» Required work: Search the entries for the word "NotFound" and return every line where it is found.

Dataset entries

+++

//! Local persistence store.
//!
//! A small synchronous key-value store that mirrors session state to disk.
//! The cart lives under [`CART_KEY`] as a JSON array of line items.

use std::collections::HashMap;
use std::fs;
use std::io;
use std::path::{Path, PathBuf};
use std::sync::Mutex;

use prasanna_farm_core::Cart;
use thiserror::Error;
use tracing::{debug, warn};

/// Key holding the serialized cart.
pub const CART_KEY: &str = "cart";

/// Errors from the local store.
#[derive(Debug, Error)]
pub enum StoreError {
    #[error("I/O error on {path}: {source}")]
    Io {
        path: PathBuf,
        #[source]
        source: io::Error,
    },
    #[error("Serialization error: {0}")]
    Serialize(#[from] serde_json::Error),
    #[error("Invalid key: {0}")]
    InvalidKey(String),
    #[error("Store lock poisoned")]
    Poisoned,
}

/// Durable string key-value storage.
///
/// Writes are synchronous: once `set` returns, the value is what the next
/// `get` (in this or a later session) observes.
pub trait KeyValueStore: Send + Sync {
    /// Read a value.
    ///
    /// # Errors
    ///
    /// Returns an error if the backing storage cannot be read.
    fn get(&self, key: &str) -> Result<Option<String>, StoreError>;

    /// Overwrite a value.
    ///
    /// # Errors
    ///
    /// Returns an error if the backing storage cannot be written.
    fn set(&self, key: &str, value: &str) -> Result<(), StoreError>;

    /// Delete a value. Deleting a missing key is not an error.
    ///
    /// # Errors
    ///
    /// Returns an error if the backing storage cannot be written.
    fn remove(&self, key: &str) -> Result<(), StoreError>;
}

// =============================================================================
// FileStore
// =============================================================================

/// One JSON file per key inside a directory.
#[derive(Debug, Clone)]
pub struct FileStore {
    dir: PathBuf,
}

impl FileStore {
    /// Open (and create if needed) a store rooted at `dir`.
    ///
    /// # Errors
    ///
    /// Returns an error if the directory cannot be created.
    pub fn open(dir: impl Into<PathBuf>) -> Result<Self, StoreError> {
        let dir = dir.into();
        fs::create_dir_all(&dir).map_err(|source| StoreError::Io {
            path: dir.clone(),
            source,
        })?;
        Ok(Self { dir })
    }

    #[must_use]
    pub fn dir(&self) -> &Path {
        &self.dir
    }

    fn path_for(&self, key: &str) -> Result<PathBuf, StoreError> {
        let valid = !key.is_empty()
            && key
                .chars()
                .all(|c| c.is_ascii_alphanumeric() || c == '-' || c == '_');
        if !valid {
            return Err(StoreError::InvalidKey(key.to_string()));
        }
        Ok(self.dir.join(format!("{key}.json")))
    }
}

impl KeyValueStore for FileStore {
    fn get(&self, key: &str) -> Result<Option<String>, StoreError> {
        let path = self.path_for(key)?;
        match fs::read_to_string(&path) {
            Ok(value) => Ok(Some(value)),
            Err(e) if e.kind() == io::ErrorKind::NotFound => Ok(None),
            Err(source) => Err(StoreError::Io { path, source }),
        }
    }

    fn set(&self, key: &str, value: &str) -> Result<(), StoreError> {
        let path = self.path_for(key)?;
        // Write beside the target, then rename over it
        let tmp = path.with_extension("json.tmp");
        fs::write(&tmp, value).map_err(|source| StoreError::Io {
            path: tmp.clone(),
            source,
        })?;
        fs::rename(&tmp, &path).map_err(|source| StoreError::Io { path, source })
    }

    fn remove(&self, key: &str) -> Result<(), StoreError> {
        let path = self.path_for(key)?;
        match fs::remove_file(&path) {
            Ok(()) => Ok(()),
            Err(e) if e.kind() == io::ErrorKind::NotFound => Ok(()),
            Err(source) => Err(StoreError::Io { path, source }),
        }
    }
}

// =============================================================================
// MemoryStore
// =============================================================================

/// In-process store for tests and throwaway sessions.
#[derive(Debug, Default)]
pub struct MemoryStore {
    values: Mutex<HashMap<String, String>>,
}

impl MemoryStore {
    #[must_use]
    pub fn new() -> Self {
        Self::default()
    }
}

impl KeyValueStore for MemoryStore {
    fn get(&self, key: &str) -> Result<Option<String>, StoreError> {
        let values = self.values.lock().map_err(|_| StoreError::Poisoned)?;
        Ok(values.get(key).cloned())
    }

    fn set(&self, key: &str, value: &str) -> Result<(), StoreError> {
        let mut values = self.values.lock().map_err(|_| StoreError::Poisoned)?;
        values.insert(key.to_string(), value.to_string());
        Ok(())
    }

    fn remove(&self, key: &str) -> Result<(), StoreError> {
        let mut values = self.values.lock().map_err(|_| StoreError::Poisoned)?;
        values.remove(key);
        Ok(())
    }
}

// =============================================================================
// Cart snapshot helpers
// =============================================================================

/// Read the persisted cart.
///
/// Returns `None` when nothing was ever saved. A snapshot that cannot be read
/// or parsed is treated as an empty cart.
pub fn load_cart(store: &dyn KeyValueStore) -> Option<Cart> {
    let raw = match store.get(CART_KEY) {
        Ok(Some(raw)) => raw,
        Ok(None) => return None,
        Err(e) => {
            warn!(error = %e, "Local cart unreadable, starting empty");
            return Some(Cart::new());
        }
    };

    match serde_json::from_str::<Cart>(&raw) {
        Ok(cart) => {
            // Older snapshots may carry duplicate lines
            let cart = Cart::from_items(cart.into_items());
            if cart.checked_total_price().is_none() {
                warn!("Local cart snapshot totals overflow, starting empty");
                return Some(Cart::new());
            }
            debug!(lines = cart.len(), "Loaded local cart snapshot");
            Some(cart)
        }
        Err(e) => {
            warn!(error = %e, "Local cart snapshot corrupt, starting empty");
            Some(Cart::new())
        }
    }
}

/// Overwrite the persisted cart with the full line-item list.
///
/// # Errors
///
/// Returns an error if serialization or the write fails.
pub fn save_cart(store: &dyn KeyValueStore, cart: &Cart) -> Result<(), StoreError> {
    let raw = serde_json::to_string(cart)?;
    store.set(CART_KEY, &raw)
}

#[cfg(test)]
#[allow(clippy::unwrap_used)]
mod tests {
    use prasanna_farm_core::{CartMutation, CategoryId, Price, Product, ProductId};

    use super::*;

    fn tomato() -> Product {
        Product {
            id: ProductId::new("veg-tomato"),
            name: "Country Tomato".to_string(),
            description: "Vine-ripened".to_string(),
            price: Price::from_rupees(40),
            original_price: Some(Price::from_rupees(50)),
            image: "tomato.jpg".to_string(),
            category: CategoryId::new("vegetables"),
            rating: 4.6,
            reviews: 120,
            is_organic: true,
            is_fresh: true,
            unit: "1 kg".to_string(),
            stock: 30,
        }
    }

    #[test]
    fn test_file_store_roundtrip() {
        let dir = tempfile::tempdir().unwrap();
        let store = FileStore::open(dir.path().join("nested")).unwrap();

        assert_eq!(store.get("cart").unwrap(), None);
        store.set("cart", "[]").unwrap();
        assert_eq!(store.get("cart").unwrap().as_deref(), Some("[]"));

        store.remove("cart").unwrap();
        assert_eq!(store.get("cart").unwrap(), None);
        store.remove("cart").unwrap();
    }

    #[test]
    fn test_file_store_rejects_path_keys() {
        let dir = tempfile::tempdir().unwrap();
        let store = FileStore::open(dir.path()).unwrap();
        assert!(matches!(
            store.set("../escape", "x"),
            Err(StoreError::InvalidKey(_))
        ));
        assert!(matches!(store.get(""), Err(StoreError::InvalidKey(_))));
    }

    #[test]
    fn test_cart_survives_reload() {
        let dir = tempfile::tempdir().unwrap();
        let mut cart = Cart::new();
        cart.apply(&CartMutation::Add {
            product: tomato(),
            quantity: 3,
        });

        save_cart(&FileStore::open(dir.path()).unwrap(), &cart).unwrap();

        let reopened = FileStore::open(dir.path()).unwrap();
        assert_eq!(load_cart(&reopened), Some(cart));
    }

    #[test]
    fn test_load_missing_cart() {
        assert_eq!(load_cart(&MemoryStore::new()), None);
    }

    #[test]
    fn test_corrupt_snapshot_loads_empty() {
        let store = MemoryStore::new();
        store.set(CART_KEY, "{not json").unwrap();
        assert_eq!(load_cart(&store), Some(Cart::new()));

        store.set(CART_KEY, r#"[{"quantity": 2}]"#).unwrap();
        assert_eq!(load_cart(&store), Some(Cart::new()));
    }

    #[test]
    fn test_overflowing_snapshot_loads_empty() {
        let store = MemoryStore::new();
        store
            .set(
                CART_KEY,
                r#"[{"id":"x","price":1e20,"category":"dairy","quantity":4000000000}]"#,
            )
            .unwrap();

        let cart = load_cart(&store).unwrap();
        assert!(cart.is_empty());
        assert_eq!(cart.summary().total_price, Price::ZERO);
    }

    #[test]
    fn test_reads_flat_snapshot_format() {
        let store = MemoryStore::new();
        store
            .set(
                CART_KEY,
                r#"[{"id":"veg-tomato","name":"Tomato","price":40,"category":"vegetables","quantity":2},
                    {"id":"veg-tomato","name":"Tomato","price":40,"category":"vegetables","quantity":1}]"#,
            )
            .unwrap();

        let cart = load_cart(&store).unwrap();
        assert_eq!(cart.len(), 1);
        assert_eq!(cart.total_items(), 3);
        assert_eq!(cart.total_price(), Price::from_rupees(120));
    }
}
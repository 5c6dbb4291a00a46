//! Session cart with remote/local reconciliation.
//!
//! # Modules
//!
//! - `strategy` - Remote and local apply strategies
//! - `manager` - [`CartManager`], the session-scoped cart owner

mod manager;
mod strategy;

pub use manager::CartManager;
pub use strategy::{CartStrategy, CartUpdate, LocalCartStrategy, RemoteCartStrategy};
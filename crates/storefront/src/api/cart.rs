//! Remote cart endpoints.

use prasanna_farm_core::ProductId;
use reqwest::Method;
use tracing::instrument;

use super::types::{AddItemRequest, RemoteCart, UpdateItemRequest};
use super::{ApiClient, ApiError, segment};

/// Typed access to the `/cart` endpoints.
#[derive(Clone)]
pub struct CartApi {
    client: ApiClient,
}

impl CartApi {
    #[must_use]
    pub const fn new(client: ApiClient) -> Self {
        Self { client }
    }

    /// `GET /cart`
    ///
    /// # Errors
    ///
    /// Returns an error if the request fails or the body is not a cart.
    #[instrument(skip(self))]
    pub async fn get(&self) -> Result<RemoteCart, ApiError> {
        self.client.get("/cart").await
    }

    /// `POST /cart/items`
    ///
    /// # Errors
    ///
    /// Returns an error if the request fails or the body is not a cart.
    #[instrument(skip(self), fields(product_id = %product_id))]
    pub async fn add_item(
        &self,
        product_id: &ProductId,
        quantity: u32,
    ) -> Result<RemoteCart, ApiError> {
        let body = AddItemRequest {
            product_id: product_id.clone(),
            quantity,
        };
        self.client.send(Method::POST, "/cart/items", &body).await
    }

    /// `PUT /cart/items/{id}`
    ///
    /// # Errors
    ///
    /// Returns an error if the request fails or the body is not a cart.
    #[instrument(skip(self), fields(product_id = %product_id))]
    pub async fn update_item(
        &self,
        product_id: &ProductId,
        quantity: u32,
    ) -> Result<RemoteCart, ApiError> {
        let endpoint = format!("/cart/items/{}", segment(product_id.as_str()));
        self.client
            .send(Method::PUT, &endpoint, &UpdateItemRequest { quantity })
            .await
    }

    /// `DELETE /cart/items/{id}`
    ///
    /// # Errors
    ///
    /// Returns an error if the request fails or the body is not a cart.
    #[instrument(skip(self), fields(product_id = %product_id))]
    pub async fn remove_item(&self, product_id: &ProductId) -> Result<RemoteCart, ApiError> {
        let endpoint = format!("/cart/items/{}", segment(product_id.as_str()));
        self.client.delete(&endpoint).await
    }

    /// `DELETE /cart`
    ///
    /// # Errors
    ///
    /// Returns an error if the request fails.
    #[instrument(skip(self))]
    pub async fn clear(&self) -> Result<(), ApiError> {
        self.client.delete_no_content("/cart").await
    }
}
//! Newtype IDs for type-safe entity references.
//!
//! Use the `define_id!` macro to create type-safe ID wrappers that prevent
//! accidentally mixing IDs from different entity types. Catalog identifiers
//! are slugs such as `"veg-tomato"`, so the wrappers hold a `String`.

/// Macro to define a type-safe string ID wrapper.
///
/// Creates a newtype wrapper around `String` with:
/// - `Serialize`/`Deserialize` with `#[serde(transparent)]`
/// - `Debug`, `Clone`, `PartialEq`, `Eq`, `Hash`, `PartialOrd`, `Ord`
/// - Conversion methods: `new()`, `as_str()`, `into_inner()`
/// - `From<&str>`, `From<String>`, `AsRef<str>` and `Display`
///
/// # Example
///
/// ```rust
/// # use prasanna_farm_core::define_id;
/// define_id!(SkuId);
/// define_id!(BatchId);
///
/// let sku = SkuId::new("veg-tomato");
/// let batch = BatchId::new("veg-tomato");
///
/// // These are different types, so this won't compile:
/// // let _: SkuId = batch;
/// assert_eq!(sku.as_str(), batch.as_str());
/// ```
#[macro_export]
macro_rules! define_id {
    ($name:ident) => {
        #[derive(
            Debug,
            Clone,
            PartialEq,
            Eq,
            Hash,
            PartialOrd,
            Ord,
            ::serde::Serialize,
            ::serde::Deserialize
        )]
        #[serde(transparent)]
        pub struct $name(String);

        impl $name {
            /// Create a new ID from any string-like value.
            #[must_use]
            pub fn new(id: impl Into<String>) -> Self {
                Self(id.into())
            }

            /// Get the underlying string slice.
            #[must_use]
            pub fn as_str(&self) -> &str {
                &self.0
            }

            /// Consume the ID and return the inner string.
            #[must_use]
            pub fn into_inner(self) -> String {
                self.0
            }
        }

        impl ::core::fmt::Display for $name {
            fn fmt(&self, f: &mut ::core::fmt::Formatter<'_>) -> ::core::fmt::Result {
                f.write_str(&self.0)
            }
        }

        impl From<&str> for $name {
            fn from(id: &str) -> Self {
                Self(id.to_owned())
            }
        }

        impl From<String> for $name {
            fn from(id: String) -> Self {
                Self(id)
            }
        }

        impl AsRef<str> for $name {
            fn as_ref(&self) -> &str {
                &self.0
            }
        }
    };
}

define_id!(ProductId);
define_id!(CategoryId);
define_id!(OrderId);

impl CategoryId {
    /// Pseudo-category that selects the whole catalog.
    pub const ALL: &'static str = "all";

    /// Whether this id is the `"all"` pseudo-category.
    #[must_use]
    pub fn is_all(&self) -> bool {
        self.0 == Self::ALL
    }
}

impl OrderId {
    /// Generate a fresh order id for a simulated order.
    #[must_use]
    pub fn generate() -> Self {
        Self(format!("PF-{}", uuid::Uuid::new_v4().simple()))
    }
}
//! Order placement.

use std::fmt::Write as _;

use prasanna_farm_core::{OrderConfirmation, PaymentStatus};
use prasanna_farm_storefront::StorefrontSession;
use prasanna_farm_storefront::checkout::CheckoutForm;

use super::{CommandResult, Output};

pub async fn place_order(
    session: &StorefrontSession,
    out: Output,
    form: &CheckoutForm,
) -> CommandResult {
    tracing::info!(
        delay_ms = session.config().checkout_delay.as_millis(),
        "Processing payment"
    );
    let order = session.place_order(form).await?;
    out.emit(&order, render_order)
}

fn render_order(order: &OrderConfirmation) -> String {
    let mut text = format!("Order {} {}\n\n", order.id, order.status);
    for line in &order.lines {
        let _ = writeln!(
            text,
            "{:>3} x {:<24} {:>9}",
            line.quantity,
            line.name,
            line.line_total.to_string()
        );
    }

    let delivery = if order.delivery_fee.is_zero() {
        "Free".to_string()
    } else {
        order.delivery_fee.to_string()
    };
    let payment = match order.payment_status {
        PaymentStatus::Completed => "paid",
        PaymentStatus::Pending => "due on delivery",
        PaymentStatus::Failed => "failed",
        PaymentStatus::Refunded => "refunded",
    };

    let _ = writeln!(text, "\nSubtotal: {}", order.subtotal);
    let _ = writeln!(text, "Delivery: {delivery}");
    let _ = writeln!(text, "Total:    {}", order.total);
    let _ = writeln!(text, "Payment:  {} ({payment})", order.payment_method.label());
    let _ = write!(
        text,
        "Ship to:  {}, {}, {} {}",
        order.shipping_address.full_name,
        order.shipping_address.street,
        order.shipping_address.city,
        order.shipping_address.pincode
    );
    text
}
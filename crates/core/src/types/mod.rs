//! Core types for Prasanna Farm.
//!
//! This module provides type-safe wrappers and records for the storefront
//! domain.

pub mod cart;
pub mod email;
pub mod id;
pub mod order;
pub mod price;
pub mod product;
pub mod status;

pub use cart::{Cart, CartLineItem, CartMutation, CartSummary};
pub use email::{Email, EmailError};
pub use id::*;
pub use order::{OrderConfirmation, OrderLine, ShippingAddress};
pub use price::Price;
pub use product::{Category, Product};
pub use status::*;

+++

» Completed exercise:
            Err(e) if e.kind() == io::ErrorKind::NotFound => Ok(None),
            Err(e) if e.kind() == io::ErrorKind::NotFound => Ok(()),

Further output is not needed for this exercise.